Master Manipulator: At the beginning of the book the Doctor is uncommunicative and serious and it is starting to nark Ace. Ever since his tussle with the Master on the Cheetah Planet the TARDIS has felt more than a ship, it had felt like home. A hero of mythic proportions? The Doctor says he might be a girl, someday. There is a lovely scene that sees the seventh Doctor investigating the aerial on the desolate surface of the moon, the light spilling out from the TARDIS (it reminds me of the cover of Timewyrm: Revelation, except with no dancing skeletons). Who on Earth would take the Doctor seriously on the telly in a question mark pullover? He is used to making complicated plans, it felt unusual to be so in the dark. He and the Master had been friends for so long, enemies even longer. He has always been more at home in corridors. There is a wonderful slant to the book that sees the Doctor questioning whether he could let the Master die but soon realises that he cannot, despite everything and then finds himself in the even more difficult situation of having to trust him or die. Some part of him wants the Master to get a new body, then that overwhelming drive would leave him and he could have some measure of peace. The Doctor had seen so many horrors in the universe, been presented with unspeakable cruelty but the flesh bank of the Fleshsmiths would continue to haunt him for a long time to come. So many innocents in need of a saviour. So many innocents that he could not save. The best he could offer them was death and there had already been far too many deaths on his conscience. Completing quite a nice package for the seventh Doctor, he sums up his televisual existence with a cutting last minute speech after he has defeated Lukos: “I live my life my own way, and I wont be forced into a mould that someone thinks I should be fitted into. I cannot be standardised, or compartmentalised, or Hollywoodised. I will not be written against type or censored. In short, I am a broadcasting phenomenon. There is nothing else like me. I am unique, and you haven’t handled me properly.” It is only in the shocking final scene that you realise just how much the Doctor cares for Ace, he finds her grave and stows her coffin on board the TARDIS, promising to defy Time and stop it happening.
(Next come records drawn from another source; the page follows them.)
//! Threshold filtering of metric trees.
//!
//! Scalar leaves whose numeric value falls below a threshold are pruned.
//! Nested records and sequences are always descended into and are never
//! removed themselves, even when every child is pruned.

use crate::models::{MetricRecord, MetricValue, Threshold};

/// Remove every scalar leaf below `threshold` from the record, in place.
///
/// Mutates and returns its argument. Callers holding a canonical record
/// must `clone()` it first and filter the copy.
///
/// Non-numeric scalars are kept. [`Threshold::NONE`] leaves the record untouched.
///
/// Pruned sequence elements are removed outright, so later elements shift
/// down and positions are not stable across thresholds.
pub fn filter_by_threshold(record: &mut MetricRecord, threshold: Threshold) -> &mut MetricRecord {
    if threshold.is_none() {
        return record;
    }

    for value in record.values_mut() {
        filter_value(value, threshold);
    }
    record.retain(|_, value| !is_below(value, threshold));

    record
}

/// Filter any metric value in place. A scalar on its own is left as is.
pub fn filter_value(value: &mut MetricValue, threshold: Threshold) {
    match value {
        MetricValue::Scalar(_) => {}
        MetricValue::Record(record) => {
            filter_by_threshold(record, threshold);
        }
        MetricValue::Sequence(items) => {
            if threshold.is_none() {
                return;
            }
            for item in items.iter_mut() {
                filter_value(item, threshold);
            }
            items.retain(|item| !is_below(item, threshold));
        }
    }
}

/// Whether `value` is a numeric scalar strictly below the threshold.
fn is_below(value: &MetricValue, threshold: Threshold) -> bool {
    match value {
        MetricValue::Scalar(scalar) => scalar.as_number().is_some_and(|n| n < threshold.value()),
        _ => false,
    }
}

/// Collect the distinct numeric leaf values of a record, ascending.
///
/// These are the values offered as selectable thresholds.
pub fn collect_scalar_leaves(record: &MetricRecord) -> Vec<f64> {
    let mut leaves = Vec::new();
    for value in record.values() {
        collect_into(value, &mut leaves);
    }

    leaves.sort_by(|a, b| a.total_cmp(b));
    leaves.dedup();
    leaves
}

fn collect_into(value: &MetricValue, leaves: &mut Vec<f64>) {
    match value {
        MetricValue::Scalar(scalar) => {
            if let Some(n) = scalar.as_number() {
                leaves.push(n);
            }
        }
        MetricValue::Record(record) => record.values().for_each(|v| collect_into(v, leaves)),
        MetricValue::Sequence(items) => items.iter().for_each(|v| collect_into(v, leaves)),
    }
}
//! Analysis modules.
//!
//! Pure transformations over metric trees: averaging several records,
//! pruning leaves below a threshold, and building the filtered view.

pub mod aggregator;
pub mod presence;
pub mod threshold;
pub mod view;

pub use aggregator::average;
pub use presence::{is_empty, record_is_empty};
pub use threshold::collect_scalar_leaves;
pub use view::{build_view, title_case};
Oh Wicked: It is a far less troublesome time for Ace for the most part until she is put on a show of her own, This Was Your Life. Here she learns that her mother would die alone and wishing her daughter would get in touch. Then she is shown her own grave, live on TV! She thinks the Doctor and her had worked together well for many months. Travelling through time, she often forgets her birthday. Alien food was always something of a lottery for Ace. She was the perfect companion in many ways, never complaining, rarely getting herself in to trouble that she cannot get herself out of but her boundless enthusiasm can get a little wearying.
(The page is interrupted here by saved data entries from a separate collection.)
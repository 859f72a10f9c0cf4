//! Chrome UX Report API client.
//!
//! Queries `records:queryRecord` for one origin and form factor and
//! extracts the `record.metrics` tree from the response.

use crate::config::ApiConfig;
use crate::models::MetricRecord;
use crate::source::{Platform, RecordSource, SourceError};
use anyhow::{Context, Result};
use async_trait::async_trait;
use serde::{Deserialize, Serialize};
use std::time::Duration;
use tracing::{debug, info};

/// Query body sent to the API.
#[derive(Debug, Serialize)]
#[serde(rename_all = "camelCase")]
struct QueryRequest<'a> {
    form_factor: Platform,
    origin: &'a str,
}

/// Successful response. Every level may be missing.
#[derive(Debug, Default, Deserialize)]
pub(crate) struct QueryResponse {
    #[serde(default)]
    pub record: QueryRecord,
}

#[derive(Debug, Default, Deserialize)]
pub(crate) struct QueryRecord {
    #[serde(default)]
    pub metrics: MetricRecord,
}

/// Error response body.
#[derive(Debug, Deserialize)]
struct ErrorResponse {
    error: ErrorDetail,
}

#[derive(Debug, Deserialize)]
struct ErrorDetail {
    #[serde(default)]
    code: Option<u16>,
    #[serde(default)]
    message: String,
    #[serde(default)]
    status: String,
}

/// Client for the Chrome UX Report API.
pub struct CruxClient {
    http_client: reqwest::Client,
    endpoint: String,
    api_key: String,
}

impl CruxClient {
    /// Create a client from the API settings.
    pub fn new(config: &ApiConfig) -> Result<Self> {
        let api_key = config
            .api_key
            .clone()
            .filter(|key| !key.is_empty())
            .context("No API key configured. Pass --api-key or set CRUX_API_KEY")?;

        info!("Using Chrome UX Report endpoint {}", config.endpoint);

        let http_client = reqwest::Client::builder()
            .timeout(Duration::from_secs(config.timeout_seconds))
            .build()
            .context("Failed to create HTTP client")?;

        Ok(Self {
            http_client,
            endpoint: config.endpoint.clone(),
            api_key,
        })
    }
}

#[async_trait]
impl RecordSource for CruxClient {
    async fn fetch(&self, origin: &str, platform: Platform) -> Result<MetricRecord, SourceError> {
        debug!("Querying {} for {}", origin, platform);

        let response = self
            .http_client
            .post(&self.endpoint)
            .query(&[("key", self.api_key.as_str())])
            .json(&QueryRequest {
                form_factor: platform,
                origin,
            })
            .send()
            .await?;

        let status = response.status();
        let body = response.text().await?;

        if !status.is_success() {
            return Err(decode_error(status, &body));
        }

        decode_metrics(&body)
    }
}

/// Extract `record.metrics` from a successful response body.
pub fn decode_metrics(body: &str) -> Result<MetricRecord, SourceError> {
    let response: QueryResponse = serde_json::from_str(body)?;
    Ok(response.record.metrics)
}

/// Turn a failed response into a [`SourceError::Api`].
///
/// Falls back to the HTTP status when the body is not the API's error shape.
fn decode_error(status: reqwest::StatusCode, body: &str) -> SourceError {
    match serde_json::from_str::<ErrorResponse>(body) {
        Ok(ErrorResponse { error }) => SourceError::Api {
            code: error.code.unwrap_or(status.as_u16()),
            status: error.status,
            message: error.message,
        },
        Err(_) => SourceError::Api {
            code: status.as_u16(),
            status: status.canonical_reason().unwrap_or_default().to_string(),
            message: body.trim().to_string(),
        },
    }
}

#[cfg(test)]
mod tests {
    use super::*;
    use crate::models::MetricValue;
    use reqwest::StatusCode;

    #[test]
    fn test_request_body() {
        let body = serde_json::to_value(QueryRequest {
            form_factor: Platform::Desktop,
            origin: "https://www.example.com",
        })
        .unwrap();

        assert_eq!(
            body,
            serde_json::json!({"formFactor": "DESKTOP", "origin": "https://www.example.com"})
        );
    }

    #[test]
    fn test_decode_metrics() {
        let body = r#"{
            "record": {
                "key": {"origin": "https://www.example.com", "formFactor": "PHONE"},
                "metrics": {
                    "largest_contentful_paint": {
                        "histogram": [{"start": 0, "end": 2500, "density": 0.75}],
                        "percentiles": {"p75": 2100}
                    }
                }
            },
            "urlNormalizationDetails": {}
        }"#;

        let metrics = decode_metrics(body).unwrap();

        let lcp = metrics["largest_contentful_paint"].as_record().unwrap();
        assert_eq!(
            lcp["percentiles"].as_record().unwrap()["p75"],
            MetricValue::from(2100.0)
        );
    }

    #[test]
    fn test_decode_metrics_defaults_to_empty() {
        assert!(decode_metrics("{}").unwrap().is_empty());
        assert!(decode_metrics(r#"{"record": {}}"#).unwrap().is_empty());
    }

    #[test]
    fn test_decode_metrics_rejects_garbage() {
        assert!(matches!(
            decode_metrics("<html>"),
            Err(SourceError::Decode(_))
        ));
    }

    #[test]
    fn test_decode_api_error() {
        let body = r#"{"error": {"code": 404, "message": "chrome ux report data not found", "status": "NOT_FOUND"}}"#;

        match decode_error(StatusCode::NOT_FOUND, body) {
            SourceError::Api {
                code,
                status,
                message,
            } => {
                assert_eq!(code, 404);
                assert_eq!(status, "NOT_FOUND");
                assert_eq!(message, "chrome ux report data not found");
            }
            other => panic!("unexpected error: {other:?}"),
        }
    }

    #[test]
    fn test_decode_unstructured_error() {
        match decode_error(StatusCode::BAD_GATEWAY, "upstream down\n") {
            SourceError::Api {
                code,
                status,
                message,
            } => {
                assert_eq!(code, 502);
                assert_eq!(status, "Bad Gateway");
                assert_eq!(message, "upstream down");
            }
            other => panic!("unexpected error: {other:?}"),
        }
    }

    #[test]
    fn test_client_requires_api_key() {
        let config = ApiConfig {
            api_key: None,
            ..ApiConfig::default()
        };
        assert!(CruxClient::new(&config).is_err());
    }
}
Foreboding: The last scene leaves the Tucker/Perry Doctor/Ace arc on a real cliffhanger, Ace is dead and it will happen soon in the future. See also Embarrassing bits.
Twists: The Doctor is something of a celebrity in the universe, his part in the Coralee affair is known far and wide. The reveal of new reality TV show Doctor When is a great moment, especially because I was having a lot of difficulty figuring out just where the story was going until that point! See the Doctor engineered into a scenario he will find impossible to resist…transmitted into every home! Lukos wants to steal the TARDIS so he can go throughout time and film ratings winning events such as the birth of Jesus and the Big Bang. The reveal of the Master is another great shock. Never saw that one coming! Greg waking up without his legs facing Eeji’s disembodied head is certainly memorable. The Master is after a new body; the Fleshsmiths created one for him but betrayed him. Considering her future in the New Adventures, the news of Ace’s imminent death is another good shock. In another grotesque sequence we get to see into the flesh banks, a vault of hanging bodies, limbs sheared away and hanging like vines, Ice Warriors, Draconians, Ogrons… The Fleshsmiths are using Channel 400 programmes to carry a deconstructive enzyme, an agent that will break down flesh into a transmittable form. When the viewing figures reach their maximum it will trigger the enzyme, activate the transmitters and the flesh banks will be filled with raw, fresh material. However, Lukos is double double-crossing them, he knows of their plans and is planning to stop them and thus get political power for Channel 400. The Master tears out a Zzinbrizzi throat with his fangs. The Doctor in agony, thousand needles puncturing his skin, pipes pulsing with blood…it is a terrifying image until you realise it is a clone and it melts, introducing a biological agent into the Fleshsmiths that sees them all melt away and die. The Master watches furiously as his new body bubbles and melts.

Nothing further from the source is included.